Quando o presidente Joe Biden se tornou o segundo presidente católico dos EUA, vários bispos pressionaram para que ele fosse negado a comunhão devido à sua posição em relação ao aborto.
No entanto, JD Vance, o novo vice-presidente, que é católico e foi recebido na igreja em 2019, até agora teve uma jornada muito mais fácil, apesar de seu apoio à retórica de Trump sobre migrantes.
“A falha em condenar quando você está em uma posição tão autoritária é um grande sinal para os católicos”, disse Mary Jo McConahay, jornalista católica e autora de “Playing God: American Catholic Bishops and the Far Right”, à CNN.
McConahay diz que na década de 1980 os bispos dos EUA desenvolveram uma “voz profética”, falando sobre armas nucleares e o apoio do governo Reagan aos autocratas na América Central.
Seu livro mapeia a mudança para a direita na hierarquia dos EUA que foi combinada com a oposição a Francisco.
“Há exceções maravilhosas, mas a liderança [dos bispos] continua, eu diria, confortável com a atitude e as políticas do futuro presidente Trump”, disse ela.
Martin ressalta que a “mudança para uma igreja mais conservadora nos EUA” tem sido um “processo gradual” que começou com a nomeação de bispos amplamente conservadores durante os papados de João Paulo II e Bento XVI.
“Não foi um fenômeno da noite para o dia”, acrescentou Martin.
Durante seu pontificado, Francisco procurou restaurar o equilíbrio, particularmente por meio da escolha de cardeais, e durante o segundo mandato de Trump espera-se que ele nomeie um novo arcebispo de Washington DC, uma nomeação crucial.
Bispos nos EUA também se manifestaram fortemente sobre migração e McConahay ressalta que, nesse tópico, eles estão amplamente alinhados com Francisco.
Os migrantes são, é claro, a força vital da Igreja Católica nos EUA, como demonstrado pela arquidiocese de Los Angeles, a maior numericamente e a mais etnicamente diversa do país.
A questão é se os bispos agora se manifestarão de forma ousada e consistente contra as políticas de Trump.
Ironicamente, se Trump começar a deportar migrantes e cortar o financiamento público para instituições de caridade católicas, os bispos dos EUA podem acabar muito mais alinhados com a agenda de Francisco.
As esperanças que os católicos depositaram na postura antiaborto de Trump foram frustradas quando ele se afastou do assunto durante a eleição.

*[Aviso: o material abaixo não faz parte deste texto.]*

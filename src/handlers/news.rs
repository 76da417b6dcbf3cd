use axum::{extract::State, response::Response};

use crate::handlers::{NEWS_CACHE_CONTROL, relay};
use crate::error::ProxyError;
use crate::AppState;

/// Handler for GET /api/news
/// Injects the fixed query and the server-held key, then relays GNews JSON
pub async fn get_news(State(state): State<AppState>) -> Result<Response, ProxyError> {
    let upstream = state.news.search().await?;

    tracing::info!("Relaying {} bytes of news", upstream.body.len());

    Ok(relay(upstream, NEWS_CACHE_CONTROL))
}
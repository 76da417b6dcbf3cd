use std::env;
use std::sync::Arc;

use cryptoinfo_backend::client::{
    Dashboard, FetchState, ProxyClient, SortKey,
    format::{
        Trend, display_name, display_symbol, format_market_cap, format_percent, format_price,
        format_rank, trend,
    },
};

/// Renders the dashboard once as a text table, using a running proxy.
#[tokio::main]
async fn main() -> anyhow::Result<()> {
    tracing_subscriber::fmt()
        .with_env_filter(
            tracing_subscriber::EnvFilter::try_from_default_env()
                .unwrap_or_else(|_| "warn".into()),
        )
        .init();

    dotenvy::dotenv().ok();

    let args: Vec<String> = env::args().collect();
    let mut search = None;
    let mut category = None;
    let mut sort = None;
    let mut descending = false;
    let mut with_news = false;

    let mut i = 1;
    while i < args.len() {
        match args[i].as_str() {
            "--search" => {
                search = args.get(i + 1).cloned();
                i += 1;
            }
            "--category" => {
                category = args.get(i + 1).cloned();
                i += 1;
            }
            "--sort" => {
                let key = args.get(i + 1).map(String::as_str).unwrap_or_default();
                sort = Some(key.parse::<SortKey>().map_err(anyhow::Error::msg)?);
                i += 1;
            }
            "--desc" => descending = true,
            "--news" => with_news = true,
            other => {
                eprintln!(
                    "Usage: {} [--search TEXT] [--category ID] [--sort rank|name|symbol|price|24h|7d|market_cap] [--desc] [--news]",
                    args[0]
                );
                anyhow::bail!("unexpected argument: {}", other);
            }
        }
        i += 1;
    }

    let proxy_url = env::var("PROXY_URL").unwrap_or_else(|_| "http://127.0.0.1:3000".to_string());
    let api = ProxyClient::new(proxy_url)?;
    let dashboard = Dashboard::new(Arc::new(api));

    dashboard.load_categories().await;
    match category {
        Some(category) => dashboard.select_category(&category).await,
        None => dashboard.fetch_coins().await,
    }

    if let Some(term) = &search {
        dashboard.set_search(term);
    }
    if let Some(key) = sort {
        if dashboard.view().sort.key != Some(key) {
            dashboard.sort_by(key);
        }
        if descending {
            dashboard.sort_by(key);
        }
    } else if descending {
        dashboard.sort_by(SortKey::MarketCapRank);
    }

    if let FetchState::Ready(categories) = dashboard.categories() {
        let names: Vec<&str> = categories.iter().map(|c| c.id.as_str()).collect();
        println!("Categories: {}", names.join(", "));
    }

    match dashboard.coins() {
        FetchState::Failed(message) => println!("Error: {}", message),
        FetchState::Idle | FetchState::Loading => println!("Loading data..."),
        FetchState::Ready(_) => {
            let view = dashboard.view();
            println!(
                "{:>5}  {:<28} {:>16} {:>9} {:>9} {:>22}",
                "#", "Coin", "Price", "24h %", "7d %", "Market Cap"
            );
            if let Some(key) = view.sort.key {
                println!("(sorted by {} {:?})", key, view.sort.direction);
            }
            for coin in dashboard.visible_coins() {
                let change_24h = coin.price_change_percentage_24h;
                let arrow = match trend(change_24h) {
                    Trend::Up => "+",
                    Trend::Down => "-",
                };
                let label = format!(
                    "{} ({})",
                    display_name(coin.name.as_deref()),
                    display_symbol(coin.symbol.as_deref())
                );
                println!(
                    "{:>5}  {:<28} {:>16} {:>8}{} {:>9} {:>22}",
                    format_rank(coin.market_cap_rank),
                    label,
                    format_price(coin.current_price),
                    format_percent(change_24h),
                    arrow,
                    format_percent(coin.price_change_percentage_7d_in_currency),
                    format_market_cap(coin.market_cap),
                );
            }
        }
    }

    if with_news {
        dashboard.refresh_news().await;
        match dashboard.news() {
            FetchState::Ready(articles) => {
                println!();
                println!("Trending News");
                for article in articles {
                    println!("- {} ({})", article.title, article.source.name);
                }
            }
            FetchState::Failed(message) => println!("News error: {}", message),
            FetchState::Idle | FetchState::Loading => {}
        }
    }

    Ok(())
}
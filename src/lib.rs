// src/lib.rs

use services::{coingecko::CoinGeckoProxy, news::NewsService};

#[derive(Clone)]
pub struct AppState {
    pub coingecko: CoinGeckoProxy,
    pub news: NewsService,
}

impl AppState {
    pub fn from_config(config: config::Config) -> Result<Self, reqwest::Error> {
        let coingecko = CoinGeckoProxy::new(&config)?;
        let news = NewsService::new(&config)?;

        Ok(Self {
            coingecko,
            news,
        })
    }
}

pub mod services {
    pub mod coingecko;
    pub mod news;
}

pub mod client;
pub mod config;
pub mod error;
pub mod handlers;
pub mod models;
pub mod routes;
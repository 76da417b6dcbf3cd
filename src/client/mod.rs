//! Dashboard client: talks to the proxy, tracks per-source fetch state and
//! derives the visible coin table from the user's view settings.

pub mod api;
pub mod dashboard;
pub mod error;
pub mod format;
pub mod news_refresh;
pub mod source;
pub mod view;

pub use api::{DashboardApi, ProxyClient};
pub use dashboard::{Dashboard, DashboardState};
pub use error::FetchError;
pub use news_refresh::NewsRefresh;
pub use source::{DataSource, FetchState, Ticket};
pub use view::{SortConfig, SortDirection, SortKey, ViewState};
use std::time::Duration;

use async_trait::async_trait;
use reqwest::Client;
use serde::{Serialize, de::DeserializeOwned};
use serde_json::Value;

use crate::client::error::{FetchError, is_blocked_signal};
use crate::models::market::{Article, Category, Coin, NewsResponse};
use crate::models::proxy::{CategoriesQuery, MarketsQuery};

/// What the dashboard needs from the proxy, one call per data source.
#[async_trait]
pub trait DashboardApi: Send + Sync {
    async fn fetch_coins(&self, query: &MarketsQuery) -> Result<Vec<Coin>, FetchError>;

    async fn fetch_categories(&self, query: &CategoriesQuery)
    -> Result<Vec<Category>, FetchError>;

    async fn fetch_news(&self) -> Result<Vec<Article>, FetchError>;
}

/// HTTP client for the proxy endpoints.
#[derive(Clone)]
pub struct ProxyClient {
    client: Client,
    base_url: String,
}

impl ProxyClient {
    pub fn new(base_url: impl Into<String>) -> Result<Self, FetchError> {
        // longer than the proxy's own 15s upstream timeout plus its fallback
        let client = Client::builder()
            .timeout(Duration::from_secs(30))
            .build()
            .map_err(FetchError::from_reqwest)?;

        Ok(Self {
            client,
            base_url: base_url.into().trim_end_matches('/').to_string(),
        })
    }

    async fn get_market<T, Q>(&self, path: &str, query: &Q) -> Result<T, FetchError>
    where
        T: DeserializeOwned,
        Q: Serialize + ?Sized,
    {
        let url = format!("{}/api/coingecko", self.base_url);
        let request = self
            .client
            .get(&url)
            .query(&[("path", path)])
            .query(query);

        self.send(request).await
    }

    async fn send<T: DeserializeOwned>(
        &self,
        request: reqwest::RequestBuilder,
    ) -> Result<T, FetchError> {
        let response = request.send().await.map_err(FetchError::from_reqwest)?;
        let status = response.status();
        let body = response.bytes().await.map_err(FetchError::from_reqwest)?;

        if !status.is_success() {
            return Err(FetchError::from_status(status.as_u16(), &body));
        }

        let value: Value =
            serde_json::from_slice(&body).map_err(|e| FetchError::Decode(e.to_string()))?;

        if is_blocked_signal(&value) {
            return Err(FetchError::UpstreamBlocked);
        }

        serde_json::from_value(value).map_err(|e| FetchError::Decode(e.to_string()))
    }
}

#[async_trait]
impl DashboardApi for ProxyClient {
    async fn fetch_coins(&self, query: &MarketsQuery) -> Result<Vec<Coin>, FetchError> {
        self.get_market("coins/markets", query).await
    }

    async fn fetch_categories(
        &self,
        query: &CategoriesQuery,
    ) -> Result<Vec<Category>, FetchError> {
        self.get_market("coins/categories", query).await
    }

    async fn fetch_news(&self) -> Result<Vec<Article>, FetchError> {
        let url = format!("{}/api/news", self.base_url);
        let news: NewsResponse = self.send(self.client.get(&url)).await?;
        Ok(news.articles)
    }
}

“(Pode ser) que uma presidência de Trump empurre a hierarquia dos EUA para mais perto do Papa Francisco e do Vaticano”, disse David Gibson, diretor do Centro de Religião e Cultura da Universidade Fordham, em Nova York, à CNN.
Mas Gibson diz que a igreja nos EUA agora está enfrentando uma “crise existencial”, dado que os líderes católicos estavam tão alinhados aos republicanos com base em causas pró-vida.
“Este é um momento tão crítico para o catolicismo americano quanto nunca”, disse ele.